DGCA has also made rules for importing drones to India. By the way, importing drones is nearly impossible as of now. For importing drones, one has to obtain Equipment Type Approval (ETA) from Department of Telecommunication and Import Clearance from DGCA. On providing those, the Director General of Foreign and Trade will issue the license to import the drone, for which the UIN has to be obtained afterward.

Drone Regulations

Those who plan to purchase drones in India should ensure that the device comes with ETA from Department of Telecommunication.

Drones should be also compatible with NPNT or ‘No Permission – No Take-off”. NPNT is a software programme that enables every drone to obtain permission through Digital Sky platform before operating in India.

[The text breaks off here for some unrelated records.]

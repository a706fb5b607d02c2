//! Job domain types

use chrono::{DateTime, Utc};
use serde::{Deserialize, Serialize};
use std::fmt;

use super::document::{DocumentDetail, DocumentStatus};
use super::timestamp;

/// Full job record with its documents, as returned by `GET /api/jobs/{id}`
#[derive(Debug, Clone, PartialEq, Serialize, Deserialize)]
pub struct JobDetail {
    pub id: String,
    pub status: JobStatus,
    #[serde(default)]
    pub use_case: UseCase,
    #[serde(with = "timestamp")]
    pub created_at: DateTime<Utc>,
    #[serde(default, with = "timestamp::option")]
    pub updated_at: Option<DateTime<Utc>>,
    #[serde(default)]
    pub documents: Vec<DocumentDetail>,
}

impl JobDetail {
    /// Whether no further status transitions are expected
    pub fn is_terminal(&self) -> bool {
        self.status.is_terminal()
    }

    /// Best-effort guess of where the job is in the conversion pipeline
    ///
    /// The earliest stage any document is still in wins. Returns `None` while
    /// the job is queued or reports statuses this client does not recognise.
    pub fn pipeline_stage(&self) -> Option<PipelineStage> {
        let any = |wanted: DocumentStatus| self.documents.iter().any(|d| d.status == wanted);

        if any(DocumentStatus::Extracting) {
            Some(PipelineStage::Extracting)
        } else if any(DocumentStatus::Classifying) {
            Some(PipelineStage::Classifying)
        } else if any(DocumentStatus::Parsing) {
            Some(PipelineStage::Parsing)
        } else if any(DocumentStatus::BuildingFhir) {
            Some(PipelineStage::BuildingFhir)
        } else if any(DocumentStatus::Validating) {
            Some(PipelineStage::Validating)
        } else if self.is_terminal() {
            Some(PipelineStage::Done)
        } else {
            None
        }
    }
}

/// Row of the job history listing
#[derive(Debug, Clone, PartialEq, Serialize, Deserialize)]
pub struct JobSummary {
    pub id: String,
    pub status: JobStatus,
    #[serde(default)]
    pub use_case: UseCase,
    #[serde(with = "timestamp")]
    pub created_at: DateTime<Utc>,
    #[serde(default)]
    pub document_count: u32,
    #[serde(default)]
    pub avg_confidence: Option<f64>,
}

/// Aggregate job status
///
/// `Completed` and `Failed` are terminal. Anything the service reports beyond
/// the four known values is carried through in `Other`; no transition policy
/// is assumed for it.
#[derive(Debug, Clone, PartialEq, Eq, Hash, Serialize, Deserialize)]
#[serde(from = "String", into = "String")]
pub enum JobStatus {
    Queued,
    Processing,
    Completed,
    Failed,
    Other(String),
}

impl JobStatus {
    pub fn as_str(&self) -> &str {
        match self {
            JobStatus::Queued => "queued",
            JobStatus::Processing => "processing",
            JobStatus::Completed => "completed",
            JobStatus::Failed => "failed",
            JobStatus::Other(raw) => raw,
        }
    }

    pub fn is_terminal(&self) -> bool {
        matches!(self, JobStatus::Completed | JobStatus::Failed)
    }
}

impl From<&str> for JobStatus {
    fn from(raw: &str) -> Self {
        match raw {
            "queued" => JobStatus::Queued,
            "processing" => JobStatus::Processing,
            "completed" => JobStatus::Completed,
            "failed" => JobStatus::Failed,
            other => JobStatus::Other(other.to_string()),
        }
    }
}

impl From<String> for JobStatus {
    fn from(raw: String) -> Self {
        JobStatus::from(raw.as_str())
    }
}

impl From<JobStatus> for String {
    fn from(status: JobStatus) -> Self {
        match status {
            JobStatus::Other(raw) => raw,
            known => known.as_str().to_string(),
        }
    }
}

impl fmt::Display for JobStatus {
    fn fmt(&self, f: &mut fmt::Formatter<'_>) -> fmt::Result {
        f.write_str(self.as_str())
    }
}

/// Business flow a job was uploaded for
#[derive(Debug, Clone, Default, PartialEq, Eq, Hash, Serialize, Deserialize)]
#[serde(from = "String", into = "String")]
pub enum UseCase {
    #[default]
    ClaimSubmission,
    PreAuthorisation,
    Other(String),
}

impl UseCase {
    pub fn as_str(&self) -> &str {
        match self {
            UseCase::ClaimSubmission => "claim_submission",
            UseCase::PreAuthorisation => "pre_authorisation",
            UseCase::Other(raw) => raw,
        }
    }
}

impl From<&str> for UseCase {
    fn from(raw: &str) -> Self {
        match raw {
            "claim_submission" => UseCase::ClaimSubmission,
            "pre_authorisation" => UseCase::PreAuthorisation,
            other => UseCase::Other(other.to_string()),
        }
    }
}

impl From<String> for UseCase {
    fn from(raw: String) -> Self {
        UseCase::from(raw.as_str())
    }
}

impl From<UseCase> for String {
    fn from(use_case: UseCase) -> Self {
        match use_case {
            UseCase::Other(raw) => raw,
            known => known.as_str().to_string(),
        }
    }
}

impl fmt::Display for UseCase {
    fn fmt(&self, f: &mut fmt::Formatter<'_>) -> fmt::Result {
        f.write_str(self.as_str())
    }
}

/// Conversion pipeline stage inferred from document statuses
#[derive(Debug, Clone, Copy, PartialEq, Eq, PartialOrd, Ord, Hash)]
pub enum PipelineStage {
    Extracting,
    Classifying,
    Parsing,
    BuildingFhir,
    Validating,
    Done,
}

impl PipelineStage {
    pub const ALL: [PipelineStage; 6] = [
        PipelineStage::Extracting,
        PipelineStage::Classifying,
        PipelineStage::Parsing,
        PipelineStage::BuildingFhir,
        PipelineStage::Validating,
        PipelineStage::Done,
    ];

    /// Zero-based position in the pipeline
    pub fn index(self) -> usize {
        self as usize
    }

    pub fn label(self) -> &'static str {
        match self {
            PipelineStage::Extracting => "Extracting text",
            PipelineStage::Classifying => "Classifying documents",
            PipelineStage::Parsing => "Parsing clinical data",
            PipelineStage::BuildingFhir => "Building FHIR bundle",
            PipelineStage::Validating => "Validating",
            PipelineStage::Done => "Done",
        }
    }
}

impl fmt::Display for PipelineStage {
    fn fmt(&self, f: &mut fmt::Formatter<'_>) -> fmt::Result {
        f.write_str(self.label())
    }
}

No Drone Zones And Flying Restrictions

Some areas of prime importance are acknowledged as “No Drone Zones”, where flying drones are not allowed. These areas include 5 km radius of international airports, around other civil, private or military airports, strategic locations, near international borders, State Secretariat Complex, military bases, etc.

Drone Regulations

Of course, these are not all the restrictions mentioned in the policy. For more info, refer to the link given at the end of this article. DGCA has also made rules for manufacturers regarding the specifications and technologies to be incorporated in their drones. The policy insists operators, to fly drones during the daytime, at Visual Meteorologic Conditions, without intruding into others’ privacy. It also limits the maximum altitude to 400ft.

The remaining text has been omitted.